[WORK REQUIRED]:
Instruction for the data below: set down exactly the lines from the line with "fn leading_chars(arg: &Term)" to the line with "let signed = if", inclusive, and no others.

MATERIAL SHOWN below:

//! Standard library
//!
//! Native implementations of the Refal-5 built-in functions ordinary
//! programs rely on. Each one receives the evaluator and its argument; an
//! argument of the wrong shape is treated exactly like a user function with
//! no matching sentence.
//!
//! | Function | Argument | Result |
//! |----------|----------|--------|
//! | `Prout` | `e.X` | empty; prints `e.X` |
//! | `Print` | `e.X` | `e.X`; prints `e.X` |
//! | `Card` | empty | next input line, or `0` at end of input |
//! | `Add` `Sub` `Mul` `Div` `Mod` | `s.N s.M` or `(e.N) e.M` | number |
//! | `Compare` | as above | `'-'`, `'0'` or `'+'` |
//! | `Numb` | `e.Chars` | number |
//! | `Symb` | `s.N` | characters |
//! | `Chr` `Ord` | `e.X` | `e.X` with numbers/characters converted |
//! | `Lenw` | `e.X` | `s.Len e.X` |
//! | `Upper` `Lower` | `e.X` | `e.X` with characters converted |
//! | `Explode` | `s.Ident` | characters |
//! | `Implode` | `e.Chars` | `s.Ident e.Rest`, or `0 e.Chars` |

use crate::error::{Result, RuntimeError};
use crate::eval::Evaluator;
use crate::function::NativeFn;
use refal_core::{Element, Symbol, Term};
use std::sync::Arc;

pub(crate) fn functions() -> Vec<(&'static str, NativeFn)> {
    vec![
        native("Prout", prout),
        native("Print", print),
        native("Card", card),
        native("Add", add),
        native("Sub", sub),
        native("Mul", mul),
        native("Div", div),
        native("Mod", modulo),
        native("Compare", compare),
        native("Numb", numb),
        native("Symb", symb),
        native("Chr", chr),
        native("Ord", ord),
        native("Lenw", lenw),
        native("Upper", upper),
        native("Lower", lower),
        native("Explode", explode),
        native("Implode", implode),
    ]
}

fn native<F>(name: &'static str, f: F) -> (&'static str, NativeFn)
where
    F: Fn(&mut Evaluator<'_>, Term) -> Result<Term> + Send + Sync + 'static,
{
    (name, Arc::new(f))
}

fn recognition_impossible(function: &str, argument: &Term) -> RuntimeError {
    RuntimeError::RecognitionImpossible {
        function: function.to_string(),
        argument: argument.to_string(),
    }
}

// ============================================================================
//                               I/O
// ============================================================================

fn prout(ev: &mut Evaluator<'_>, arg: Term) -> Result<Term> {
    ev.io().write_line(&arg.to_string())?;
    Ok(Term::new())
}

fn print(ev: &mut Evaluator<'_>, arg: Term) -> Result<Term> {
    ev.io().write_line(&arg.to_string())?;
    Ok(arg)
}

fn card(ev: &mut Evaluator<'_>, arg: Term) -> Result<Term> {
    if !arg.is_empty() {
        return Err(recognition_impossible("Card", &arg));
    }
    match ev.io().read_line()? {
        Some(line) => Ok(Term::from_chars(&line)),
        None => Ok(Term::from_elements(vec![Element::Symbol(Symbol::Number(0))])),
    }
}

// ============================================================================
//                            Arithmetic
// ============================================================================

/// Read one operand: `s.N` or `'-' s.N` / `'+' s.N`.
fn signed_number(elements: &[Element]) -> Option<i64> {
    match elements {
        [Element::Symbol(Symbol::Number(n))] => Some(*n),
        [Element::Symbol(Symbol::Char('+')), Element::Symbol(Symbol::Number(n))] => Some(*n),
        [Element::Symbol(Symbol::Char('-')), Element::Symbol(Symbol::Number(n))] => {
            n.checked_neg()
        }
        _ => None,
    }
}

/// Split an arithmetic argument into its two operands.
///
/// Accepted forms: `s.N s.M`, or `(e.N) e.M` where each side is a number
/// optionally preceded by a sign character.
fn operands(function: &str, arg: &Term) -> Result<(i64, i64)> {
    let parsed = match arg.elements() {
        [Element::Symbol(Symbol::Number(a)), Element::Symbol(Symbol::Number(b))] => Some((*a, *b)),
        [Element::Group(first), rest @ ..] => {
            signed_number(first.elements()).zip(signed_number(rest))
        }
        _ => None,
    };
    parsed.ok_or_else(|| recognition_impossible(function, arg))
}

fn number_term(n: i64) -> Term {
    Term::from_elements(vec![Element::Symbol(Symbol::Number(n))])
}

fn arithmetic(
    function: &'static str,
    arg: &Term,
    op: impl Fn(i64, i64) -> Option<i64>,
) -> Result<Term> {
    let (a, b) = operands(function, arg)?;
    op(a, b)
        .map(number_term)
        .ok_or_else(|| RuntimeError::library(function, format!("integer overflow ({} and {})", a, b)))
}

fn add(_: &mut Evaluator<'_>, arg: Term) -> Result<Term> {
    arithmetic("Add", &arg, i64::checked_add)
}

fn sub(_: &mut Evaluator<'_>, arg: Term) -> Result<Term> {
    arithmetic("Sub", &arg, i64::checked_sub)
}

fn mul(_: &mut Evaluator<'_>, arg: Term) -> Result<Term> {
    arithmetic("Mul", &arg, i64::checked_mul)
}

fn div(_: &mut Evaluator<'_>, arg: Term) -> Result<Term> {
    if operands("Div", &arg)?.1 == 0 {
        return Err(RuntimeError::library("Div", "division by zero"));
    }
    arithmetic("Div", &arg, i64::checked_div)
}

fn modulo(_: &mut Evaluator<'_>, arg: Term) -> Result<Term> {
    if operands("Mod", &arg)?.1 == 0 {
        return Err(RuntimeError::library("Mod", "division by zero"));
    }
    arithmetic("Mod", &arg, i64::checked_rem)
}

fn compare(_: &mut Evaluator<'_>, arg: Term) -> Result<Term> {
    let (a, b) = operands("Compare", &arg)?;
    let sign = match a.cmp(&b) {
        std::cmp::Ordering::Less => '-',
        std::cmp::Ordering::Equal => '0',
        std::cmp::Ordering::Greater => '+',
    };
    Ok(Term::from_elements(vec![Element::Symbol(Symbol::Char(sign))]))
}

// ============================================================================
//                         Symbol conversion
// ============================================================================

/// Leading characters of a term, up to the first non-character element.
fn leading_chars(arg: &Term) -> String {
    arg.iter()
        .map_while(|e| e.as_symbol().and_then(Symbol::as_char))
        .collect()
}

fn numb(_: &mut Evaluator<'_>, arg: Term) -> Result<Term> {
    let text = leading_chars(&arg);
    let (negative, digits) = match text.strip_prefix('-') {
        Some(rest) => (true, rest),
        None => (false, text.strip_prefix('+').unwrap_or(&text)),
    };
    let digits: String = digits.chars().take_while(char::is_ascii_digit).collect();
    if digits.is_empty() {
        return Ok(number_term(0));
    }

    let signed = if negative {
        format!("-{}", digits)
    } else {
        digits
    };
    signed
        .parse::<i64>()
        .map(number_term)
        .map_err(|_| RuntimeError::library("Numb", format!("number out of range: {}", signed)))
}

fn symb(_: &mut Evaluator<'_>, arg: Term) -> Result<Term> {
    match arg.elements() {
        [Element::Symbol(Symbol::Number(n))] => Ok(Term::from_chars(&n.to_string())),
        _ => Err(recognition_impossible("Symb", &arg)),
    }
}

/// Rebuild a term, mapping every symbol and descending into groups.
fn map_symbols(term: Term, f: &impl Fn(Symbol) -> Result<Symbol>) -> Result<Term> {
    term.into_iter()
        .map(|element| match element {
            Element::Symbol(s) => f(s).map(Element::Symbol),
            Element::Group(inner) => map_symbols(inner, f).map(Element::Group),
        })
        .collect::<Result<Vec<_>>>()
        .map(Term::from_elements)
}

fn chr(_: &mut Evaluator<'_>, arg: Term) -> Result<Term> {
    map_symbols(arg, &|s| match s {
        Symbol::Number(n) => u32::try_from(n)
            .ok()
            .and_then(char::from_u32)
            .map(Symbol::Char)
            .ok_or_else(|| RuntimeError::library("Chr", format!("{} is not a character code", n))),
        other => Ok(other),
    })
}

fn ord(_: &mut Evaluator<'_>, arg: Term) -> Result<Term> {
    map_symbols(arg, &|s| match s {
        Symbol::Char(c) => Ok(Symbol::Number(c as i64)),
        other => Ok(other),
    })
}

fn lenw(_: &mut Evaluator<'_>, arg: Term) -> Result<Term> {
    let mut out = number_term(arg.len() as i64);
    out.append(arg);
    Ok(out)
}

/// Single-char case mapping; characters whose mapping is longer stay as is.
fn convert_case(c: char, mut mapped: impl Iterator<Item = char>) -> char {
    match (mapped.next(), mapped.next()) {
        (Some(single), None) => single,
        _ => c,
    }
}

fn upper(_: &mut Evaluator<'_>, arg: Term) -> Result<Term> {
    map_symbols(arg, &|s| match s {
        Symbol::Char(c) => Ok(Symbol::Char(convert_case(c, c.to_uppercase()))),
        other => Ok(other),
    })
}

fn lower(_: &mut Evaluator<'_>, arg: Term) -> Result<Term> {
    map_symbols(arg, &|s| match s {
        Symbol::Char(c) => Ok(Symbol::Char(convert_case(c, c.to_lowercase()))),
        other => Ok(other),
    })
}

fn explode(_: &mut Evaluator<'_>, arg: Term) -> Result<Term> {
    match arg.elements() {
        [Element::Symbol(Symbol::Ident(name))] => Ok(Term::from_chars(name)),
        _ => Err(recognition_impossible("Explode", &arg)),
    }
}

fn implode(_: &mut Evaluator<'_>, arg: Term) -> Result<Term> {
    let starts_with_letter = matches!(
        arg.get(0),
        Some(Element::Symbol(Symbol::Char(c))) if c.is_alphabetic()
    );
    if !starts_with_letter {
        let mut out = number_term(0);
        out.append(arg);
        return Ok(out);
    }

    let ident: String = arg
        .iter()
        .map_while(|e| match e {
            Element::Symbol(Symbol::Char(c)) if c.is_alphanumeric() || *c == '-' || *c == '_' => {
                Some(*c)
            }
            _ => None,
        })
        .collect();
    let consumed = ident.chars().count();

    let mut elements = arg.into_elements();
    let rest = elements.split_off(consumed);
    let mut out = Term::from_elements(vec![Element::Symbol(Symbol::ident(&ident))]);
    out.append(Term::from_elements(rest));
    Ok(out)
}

End of MATERIAL SHOWN.

[ANSWER BOX]:
fn leading_chars(arg: &Term) -> String {
    arg.iter()
        .map_while(|e| e.as_symbol().and_then(Symbol::as_char))
        .collect()
}

fn numb(_: &mut Evaluator<'_>, arg: Term) -> Result<Term> {
    let text = leading_chars(&arg);
    let (negative, digits) = match text.strip_prefix('-') {
        Some(rest) => (true, rest),
        None => (false, text.strip_prefix('+').unwrap_or(&text)),
    };
    let digits: String = digits.chars().take_while(char::is_ascii_digit).collect();
    if digits.is_empty() {
        return Ok(number_term(0));
    }

    let signed = if negative {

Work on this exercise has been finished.